***** Data for this task
//! Component health behind the liveness and readiness probes
//!
//! Each component is fed from the loop that owns it: the collection loop
//! reports source failures and backlog fill, the delivery loop reports the
//! relay link state.

use crate::error::{AgentError, SourceKind};
use crate::sync::LinkState;
use serde::{Deserialize, Serialize};
use std::collections::HashMap;
use std::fmt;
use std::sync::Arc;
use tokio::sync::RwLock;

/// Health status of a component
#[derive(Debug, Clone, Copy, PartialEq, Eq, Serialize, Deserialize)]
#[serde(rename_all = "lowercase")]
pub enum ComponentStatus {
    Healthy,
    /// Working with reduced data or buffering locally
    Degraded,
    Unhealthy,
}

/// Parts of the agent tracked by the registry
#[derive(Debug, Clone, Copy, PartialEq, Eq, Hash)]
pub enum Component {
    /// Snapshot collection as a whole
    Collector,
    /// The four container runtime queries
    Runtime,
    /// Stream to the relay
    Relay,
    Backlog,
}

impl Component {
    pub const ALL: [Component; 4] = [
        Component::Collector,
        Component::Runtime,
        Component::Relay,
        Component::Backlog,
    ];

    pub fn as_str(&self) -> &'static str {
        match self {
            Component::Collector => "collector",
            Component::Runtime => "runtime",
            Component::Relay => "relay",
            Component::Backlog => "backlog",
        }
    }
}

impl fmt::Display for Component {
    fn fmt(&self, f: &mut fmt::Formatter<'_>) -> fmt::Result {
        f.write_str(self.as_str())
    }
}

#[derive(Debug, Clone, Serialize, Deserialize)]
pub struct ComponentHealth {
    pub status: ComponentStatus,
    #[serde(skip_serializing_if = "Option::is_none")]
    pub message: Option<String>,
    pub last_check_timestamp: i64,
}

impl ComponentHealth {
    fn new(status: ComponentStatus, message: Option<String>) -> Self {
        Self {
            status,
            message,
            last_check_timestamp: chrono::Utc::now().timestamp(),
        }
    }

    pub fn healthy() -> Self {
        Self::new(ComponentStatus::Healthy, None)
    }

    /// Collector health after one tick
    pub fn for_collection(errors: &[AgentError]) -> Self {
        match errors.len() {
            0 => Self::healthy(),
            n => Self::new(
                ComponentStatus::Degraded,
                Some(format!("{n} errors in last collection")),
            ),
        }
    }

    /// Runtime health from the runtime sources that failed this tick
    ///
    /// Unhealthy only when every runtime query failed.
    pub fn for_runtime(failed: &[SourceKind]) -> Self {
        let failed: Vec<SourceKind> = SourceKind::RUNTIME
            .into_iter()
            .filter(|kind| failed.contains(kind))
            .collect();
        if failed.is_empty() {
            return Self::healthy();
        }

        let names: Vec<&str> = failed.iter().map(SourceKind::as_str).collect();
        let message = Some(format!("runtime sources failed: {}", names.join(", ")));
        if failed.len() == SourceKind::RUNTIME.len() {
            Self::new(ComponentStatus::Unhealthy, message)
        } else {
            Self::new(ComponentStatus::Degraded, message)
        }
    }

    /// Relay health from the link state; `None` once the link is terminated
    pub fn for_link(state: LinkState, buffered: usize) -> Option<Self> {
        match state {
            LinkState::Connected => Some(Self::healthy()),
            LinkState::Terminated => None,
            _ => Some(Self::new(
                ComponentStatus::Degraded,
                Some(format!("relay link {state}, {buffered} snapshots buffered")),
            )),
        }
    }

    /// Backlog health; degraded once new snapshots start evicting old ones
    pub fn for_backlog(len: usize, capacity: usize) -> Self {
        if len >= capacity {
            Self::new(
                ComponentStatus::Degraded,
                Some(format!("backlog full at {len} snapshots")),
            )
        } else {
            Self::healthy()
        }
    }
}

#[derive(Debug, Clone, Serialize, Deserialize)]
pub struct HealthResponse {
    pub status: ComponentStatus,
    pub components: HashMap<String, ComponentHealth>,
}

impl HealthResponse {
    /// Worst status across components
    pub fn compute_status<'a>(
        components: impl IntoIterator<Item = &'a ComponentHealth>,
    ) -> ComponentStatus {
        components
            .into_iter()
            .map(|health| health.status)
            .fold(ComponentStatus::Healthy, |worst, status| {
                match (worst, status) {
                    (ComponentStatus::Unhealthy, _) | (_, ComponentStatus::Unhealthy) => {
                        ComponentStatus::Unhealthy
                    }
                    (ComponentStatus::Degraded, _) | (_, ComponentStatus::Degraded) => {
                        ComponentStatus::Degraded
                    }
                    _ => ComponentStatus::Healthy,
                }
            })
    }

    pub fn component(&self, component: Component) -> Option<&ComponentHealth> {
        self.components.get(component.as_str())
    }
}

#[derive(Debug, Clone, Serialize, Deserialize)]
pub struct ReadinessResponse {
    pub ready: bool,
    #[serde(skip_serializing_if = "Option::is_none")]
    pub reason: Option<String>,
}

/// Shared health state, cloned into both loops and the API
#[derive(Debug, Clone, Default)]
pub struct HealthRegistry {
    components: Arc<RwLock<HashMap<Component, ComponentHealth>>>,
    ready: Arc<RwLock<bool>>,
}

impl HealthRegistry {
    pub fn new() -> Self {
        Self::default()
    }

    /// Register every component as healthy
    pub async fn register_all(&self) {
        let mut components = self.components.write().await;
        for component in Component::ALL {
            components.insert(component, ComponentHealth::healthy());
        }
    }

    async fn update(&self, component: Component, health: ComponentHealth) {
        self.components.write().await.insert(component, health);
    }

    /// Record the outcome of one collection tick
    pub async fn record_collection(&self, errors: &[AgentError]) {
        let failed: Vec<SourceKind> = errors
            .iter()
            .filter_map(|e| match e {
                AgentError::Source { kind, .. } => Some(*kind),
                _ => None,
            })
            .collect();

        let mut components = self.components.write().await;
        components.insert(Component::Collector, ComponentHealth::for_collection(errors));
        components.insert(Component::Runtime, ComponentHealth::for_runtime(&failed));
    }

    pub async fn record_runtime(&self, failed: &[SourceKind]) {
        self.update(Component::Runtime, ComponentHealth::for_runtime(failed))
            .await;
    }

    pub async fn record_link(&self, state: LinkState, buffered: usize) {
        if let Some(health) = ComponentHealth::for_link(state, buffered) {
            self.update(Component::Relay, health).await;
        }
    }

    pub async fn record_backlog(&self, len: usize, capacity: usize) {
        self.update(Component::Backlog, ComponentHealth::for_backlog(len, capacity))
            .await;
    }

    pub async fn set_ready(&self, ready: bool) {
        *self.ready.write().await = ready;
    }

    pub async fn health(&self) -> HealthResponse {
        let components = self.components.read().await;
        HealthResponse {
            status: HealthResponse::compute_status(components.values()),
            components: components
                .iter()
                .map(|(component, health)| (component.as_str().to_string(), health.clone()))
                .collect(),
        }
    }

    /// Ready once wired, as long as no component is unhealthy
    pub async fn readiness(&self) -> ReadinessResponse {
        let reason = if !*self.ready.read().await {
            Some("Agent not yet initialized")
        } else if self.health().await.status == ComponentStatus::Unhealthy {
            Some("Critical component unhealthy")
        } else {
            None
        };

        ReadinessResponse {
            ready: reason.is_none(),
            reason: reason.map(str::to_string),
        }
    }
}

#[cfg(test)]
mod tests {
    use super::*;

    #[tokio::test]
    async fn test_empty_registry_is_healthy() {
        let registry = HealthRegistry::new();
        let health = registry.health().await;

        assert_eq!(health.status, ComponentStatus::Healthy);
        assert!(health.components.is_empty());
    }

    #[tokio::test]
    async fn test_register_all_components() {
        let registry = HealthRegistry::new();
        registry.register_all().await;

        let health = registry.health().await;
        assert_eq!(health.components.len(), Component::ALL.len());
        for component in Component::ALL {
            assert_eq!(
                health.component(component).unwrap().status,
                ComponentStatus::Healthy
            );
        }
    }

    #[test]
    fn test_runtime_health_by_failed_sources() {
        assert_eq!(
            ComponentHealth::for_runtime(&[]).status,
            ComponentStatus::Healthy
        );
        // Host failures are not a runtime concern
        assert_eq!(
            ComponentHealth::for_runtime(&[SourceKind::Host]).status,
            ComponentStatus::Healthy
        );

        let partial = ComponentHealth::for_runtime(&[SourceKind::ContainerStats, SourceKind::Sandboxes]);
        assert_eq!(partial.status, ComponentStatus::Degraded);
        assert_eq!(
            partial.message.as_deref(),
            Some("runtime sources failed: sandboxes, container_stats")
        );

        let all = ComponentHealth::for_runtime(&SourceKind::RUNTIME);
        assert_eq!(all.status, ComponentStatus::Unhealthy);
    }

    #[test]
    fn test_relay_health_by_link_state() {
        assert_eq!(
            ComponentHealth::for_link(LinkState::Connected, 0).unwrap().status,
            ComponentStatus::Healthy
        );
        let backoff = ComponentHealth::for_link(LinkState::Backoff, 12).unwrap();
        assert_eq!(backoff.status, ComponentStatus::Degraded);
        assert_eq!(
            backoff.message.as_deref(),
            Some("relay link backoff, 12 snapshots buffered")
        );
        assert!(ComponentHealth::for_link(LinkState::Terminated, 3).is_none());
    }

    #[test]
    fn test_backlog_health_degrades_when_full() {
        assert_eq!(
            ComponentHealth::for_backlog(3, 4).status,
            ComponentStatus::Healthy
        );
        assert_eq!(
            ComponentHealth::for_backlog(4, 4).status,
            ComponentStatus::Degraded
        );
    }

    #[tokio::test]
    async fn test_record_collection_sets_collector_and_runtime() {
        let registry = HealthRegistry::new();
        registry.register_all().await;

        registry
            .record_collection(&[
                AgentError::source_failure(SourceKind::Host, "no /proc"),
                AgentError::source_failure(SourceKind::Containers, "unavailable"),
            ])
            .await;

        let health = registry.health().await;
        assert_eq!(health.status, ComponentStatus::Degraded);
        let collector = health.component(Component::Collector).unwrap();
        assert_eq!(collector.message.as_deref(), Some("2 errors in last collection"));
        assert_eq!(
            health.component(Component::Runtime).unwrap().message.as_deref(),
            Some("runtime sources failed: containers")
        );
    }

    #[tokio::test]
    async fn test_terminated_link_keeps_last_relay_health() {
        let registry = HealthRegistry::new();
        registry.register_all().await;

        registry.record_link(LinkState::Backoff, 2).await;
        registry.record_link(LinkState::Terminated, 2).await;

        let health = registry.health().await;
        assert_eq!(
            health.component(Component::Relay).unwrap().status,
            ComponentStatus::Degraded
        );
    }

    #[tokio::test]
    async fn test_readiness_follows_wiring_and_health() {
        let registry = HealthRegistry::new();
        registry.register_all().await;

        let readiness = registry.readiness().await;
        assert!(!readiness.ready);
        assert_eq!(readiness.reason.as_deref(), Some("Agent not yet initialized"));

        registry.set_ready(true).await;
        assert!(registry.readiness().await.ready);

        registry.record_runtime(&SourceKind::RUNTIME).await;
        let readiness = registry.readiness().await;
        assert!(!readiness.ready);
        assert_eq!(readiness.reason.as_deref(), Some("Critical component unhealthy"));
    }
}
**********
**Activity**: All lines from the listing above that include "enum" should be shown.

**Your response**:
pub enum ComponentStatus {
pub enum Component {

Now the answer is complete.